# Should i contact om



## marksaysay (Oct 15, 2010)

I found out who he is and his #. Should I call it? What do I have to lose? I never knew before...
_Posted via Mobile Device_


----------



## tacoma (May 1, 2011)

What do you have to gain?


----------



## joe kidd (Feb 8, 2011)

Do you have anything to gain from it? What do you plan to say?


----------



## marksaysay (Oct 15, 2010)

I don't know. I just thought it might be fun.
_Posted via Mobile Device_


----------



## marksaysay (Oct 15, 2010)

Well, after thinking about it, my problem is not really with om. Its my wife who's chosen to do this.
_Posted via Mobile Device_


----------



## tacoma (May 1, 2011)

Don`t call her either.


----------



## marksaysay (Oct 15, 2010)

I won't. You know I had thought about all that I did and didn't do during my fight for my marriage. I thought about exposing the om since ww is on fb broadcasting him to everyone. I just thought maybe this would work or that. I guess no one can change a ww's heart or mind. Nothing would've worked in my situation. Only God can if be wants to.
_Posted via Mobile Device_


----------



## lordmayhem (Feb 7, 2011)

He might get a Restraining Order on you also, just like your WW did. Now the OMW, if he has one, is a different matter. BTW, when does the restraining order that your WW has on you expire?


----------



## marksaysay (Oct 15, 2010)

July '13. Its actually a PO. A little different. 

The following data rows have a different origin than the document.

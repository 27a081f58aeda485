use core::cmp::Ordering;

use serde::{Deserialize, Serialize};

/// A candidate subset of predictor columns with its cross-validated score.
///
/// Indices are strictly ascending; the sorted vector doubles as the
/// deduplication key of the step search.
#[derive(Clone, Debug, PartialEq, Serialize, Deserialize)]
pub struct FeatureSet {
    pub indices: Vec<usize>,
    /// Cross-validated criterion, higher is better.
    pub cv_score: f64,
    pub model_p_value: Option<f64>,
    pub change_p_value: Option<f64>,
}

impl FeatureSet {
    pub fn new(indices: Vec<usize>, cv_score: f64) -> Self {
        debug_assert!(indices.windows(2).all(|w| w[0] < w[1]));
        Self {
            indices,
            cv_score,
            model_p_value: None,
            change_p_value: None,
        }
    }

    pub fn len(&self) -> usize {
        self.indices.len()
    }

    pub fn is_empty(&self) -> bool {
        self.indices.is_empty()
    }

    /// Beam ordering: higher score first; exact ties fall back to the
    /// natural order of the index vectors so the winner is independent of
    /// task scheduling.
    pub fn beam_ordering(&self, other: &Self) -> Ordering {
        other
            .cv_score
            .partial_cmp(&self.cv_score)
            .unwrap_or(Ordering::Equal)
            .then_with(|| self.indices.cmp(&other.indices))
    }
}

#[cfg(test)]
mod tests {
    use super::*;

    #[test]
    fn orders_by_score_descending() {
        let mut sets = vec![
            FeatureSet::new(vec![2], 0.4),
            FeatureSet::new(vec![0], 0.9),
            FeatureSet::new(vec![1], 0.7),
        ];
        sets.sort_by(FeatureSet::beam_ordering);
        let order: Vec<usize> = sets.iter().map(|s| s.indices[0]).collect();
        assert_eq!(order, vec![0, 1, 2]);
    }

    #[test]
    fn exact_ties_break_on_indices() {
        let mut sets = vec![
            FeatureSet::new(vec![0, 3], 0.5),
            FeatureSet::new(vec![0, 1], 0.5),
            FeatureSet::new(vec![0, 2], 0.5),
        ];
        sets.sort_by(FeatureSet::beam_ordering);
        assert_eq!(sets[0].indices, vec![0, 1]);
        assert_eq!(sets[2].indices, vec![0, 3]);
    }
}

IDK. I've been doing so good. Maybe it was an attempt to destroy the happiness she seems to have by contacting him. Maybe I'm not as over her as I thought.
_Posted via Mobile Device_


----------



## lordmayhem (Feb 7, 2011)

marksaysay said:


> July '13. Its actually a PO. A little different.
> 
> IDK. I've been doing so good. Maybe it was an attempt to destroy the happiness she seems to have by contacting him. Maybe I'm not as over her as I thought.
> _Posted via Mobile Device_


Try to find out if there is an OMW if you can. Otherwise it would suck if OM were single and free to do whatever he wants with your WW. What you're feeling is natural, the need for revenge. After all, she's flaunting the affair and rubbing it in your face. But like you said, you leave that up to God.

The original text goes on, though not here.